Rutshuru : Pillage écologique et famine sous le contrôle du RDF-M23, ( dénonciation)
Le territoire de Rutshuru, au Nord-Kivu, traverse une véritable tragédie écologique et humanitaire. D’après Aimé Mukanda Mbusa, un notable de Rutshuru et défenseur des droits humains, plus de 1 000 hectares de terres agricoles ont été confisqués aux habitants de Kiwanja et remis à des ressortissants rwandais expatriés.
« Dans le groupement de Binza, les habitants n’ont pas pu accéder à leurs champs depuis plus de deux mois, ce qui plonge 99 % des agriculteurs dans une famine sévère », prévient-il.

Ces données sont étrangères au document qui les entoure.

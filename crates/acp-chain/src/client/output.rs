use serde_json::Value;
use std::fmt;

/// The run envelope layout this client negotiates with agent servers. Replies in any
/// other layout are surfaced as [`RunOutput::Unrecognized`] rather than guessed at.
pub const ACP_ENVELOPE_VERSION: &str = "acp-run/v1";

/// The text of a run reply, tagged with the envelope shape it was found in.
///
/// Decoded once at the client boundary so callers never inspect the envelope themselves.
#[derive(Debug, Clone, PartialEq, Eq)]
pub enum RunOutput {
    /// `output[0].parts[0].content`
    Output(String),
    /// `messages[0].parts[0].content`
    Messages(String),
    /// Neither shape matched; the whole envelope rendered as JSON text
    Unrecognized(String),
}

impl RunOutput {
    pub fn from_envelope(envelope: &Value) -> Self {
        if let Some(text) = first_text(envelope, "output") {
            return RunOutput::Output(text.to_string());
        }
        if let Some(text) = first_text(envelope, "messages") {
            return RunOutput::Messages(text.to_string());
        }
        RunOutput::Unrecognized(envelope.to_string())
    }

    pub fn text(&self) -> &str {
        match self {
            RunOutput::Output(text) | RunOutput::Messages(text) | RunOutput::Unrecognized(text) => {
                text
            }
        }
    }

    pub fn shape(&self) -> &'static str {
        match self {
            RunOutput::Output(_) => "output",
            RunOutput::Messages(_) => "messages",
            RunOutput::Unrecognized(_) => "unrecognized",
        }
    }

    /// True when the text came from anything other than the primary `output` list
    pub fn is_fallback(&self) -> bool {
        !matches!(self, RunOutput::Output(_))
    }
}

impl fmt::Display for RunOutput {
    fn fmt(&self, f: &mut fmt::Formatter<'_>) -> fmt::Result {
        f.write_str(self.text())
    }
}

/// Parse a raw response body. Bodies that are not JSON become a JSON string, so an
/// unrecognized envelope never renders as empty text.
pub fn parse_envelope(body: &str) -> Value {
    serde_json::from_str(body).unwrap_or_else(|_| Value::String(body.to_string()))
}

fn first_text<'a>(envelope: &'a Value, key: &str) -> Option<&'a str> {
    envelope
        .get(key)?
        .as_array()?
        .first()?
        .get("parts")?
        .as_array()?
        .first()?
        .get("content")?
        .as_str()
}

#[cfg(test)]
mod tests {
    use super::*;
    use serde_json::json;

    #[test]
    fn test_primary_output_shape() {
        let envelope = json!({
            "agent_name": "health_agent",
            "status": "completed",
            "output": [{
                "role": "agent/health_agent",
                "parts": [
                    {
                        "content_type": "text/plain",
                        "content": "Yes, physical therapy is typically recommended."
                    },
                    {"content_type": "text/plain", "content": "ignored"}
                ]
            }]
        });
        let output = RunOutput::from_envelope(&envelope);
        assert_eq!(
            output,
            RunOutput::Output("Yes, physical therapy is typically recommended.".to_string())
        );
        assert!(!output.is_fallback());
    }

    #[test]
    fn test_messages_fallback_keeps_text_unchanged() {
        let text = "Waiting period: 2 months.\n\n  Hospital cover applies.";
        let envelope = json!({"messages": [{"parts": [{"content": text}]}]});
        let output = RunOutput::from_envelope(&envelope);
        assert_eq!(output.shape(), "messages");
        assert_eq!(output.text(), text);
    }

    #[test]
    fn test_empty_output_falls_through_to_messages() {
        let envelope = json!({
            "output": [],
            "messages": [{"parts": [{"content": "from messages"}]}]
        });
        assert_eq!(
            RunOutput::from_envelope(&envelope),
            RunOutput::Messages("from messages".to_string())
        );
    }

    #[test]
    fn test_output_without_text_part_falls_through() {
        let envelope = json!({
            "output": [{"parts": [{"content_url": "https://example.com/report.pdf"}]}],
            "messages": [{"parts": [{"content": "summary"}]}]
        });
        assert_eq!(RunOutput::from_envelope(&envelope).text(), "summary");
    }

    #[test]
    fn test_unrecognized_envelope_is_stringified() {
        let envelope = json!({"result": "something else"});
        let output = RunOutput::from_envelope(&envelope);
        assert_eq!(output.shape(), "unrecognized");
        assert_eq!(output.text(), r#"{"result":"something else"}"#);
    }

    #[test]
    fn test_unrecognized_body_is_never_empty() {
        let decode = |body: &str| RunOutput::from_envelope(&parse_envelope(body));
        assert!(!decode("").text().is_empty());
        assert!(!decode("{}").text().is_empty());
        assert_eq!(decode("plain reply").text(), r#""plain reply""#);
    }

    #[test]
    fn test_empty_content_is_still_primary() {
        let envelope = json!({"output": [{"parts": [{"content": ""}]}]});
        assert_eq!(RunOutput::from_envelope(&envelope), RunOutput::Output(String::new()));
    }
}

La situation se détériore encore dans le groupement de Kisigari (Rubare, Kalengera, Rumangabo, Kako, Kivunge, Kabaya), où, dit-il, ces mêmes groupes abattent massivement des arbres pour produire du bois et du charbon. Selon Mukanda Mbusa, ces ressources seraient exportées vers le Rwanda pour alimenter le centre de formation du mouvement armé RDF-M23 à Rumangabo.
Il renseigne que depuis juin, les plantations d’eucalyptus privées sont également exploitées sans autorisation. Parallèlement, ce notable laisse entendre que le Parc national des Virunga subit l’abattage d’animaux emblématiques, buffles, hippopotames, éléphants, sous l’œil impuissant et parfois complice de certains responsables de l’Institut congolais pour la conservation de la nature (ICCN), selon plusieurs témoignages.
Face à cette crise, Aimé Mukanda Mbusa appelle les organisations humanitaires à intervenir d’urgence pour venir en aide aux populations touchées et exhorte le gouvernement congolais à rétablir son autorité par des actions concrètes et déterminées. « Aucune solution durable ne viendra de Doha ou du Qatar. C’est par la restauration de l’autorité de l’État que nous sauverons Rutshuru », insiste-t-il.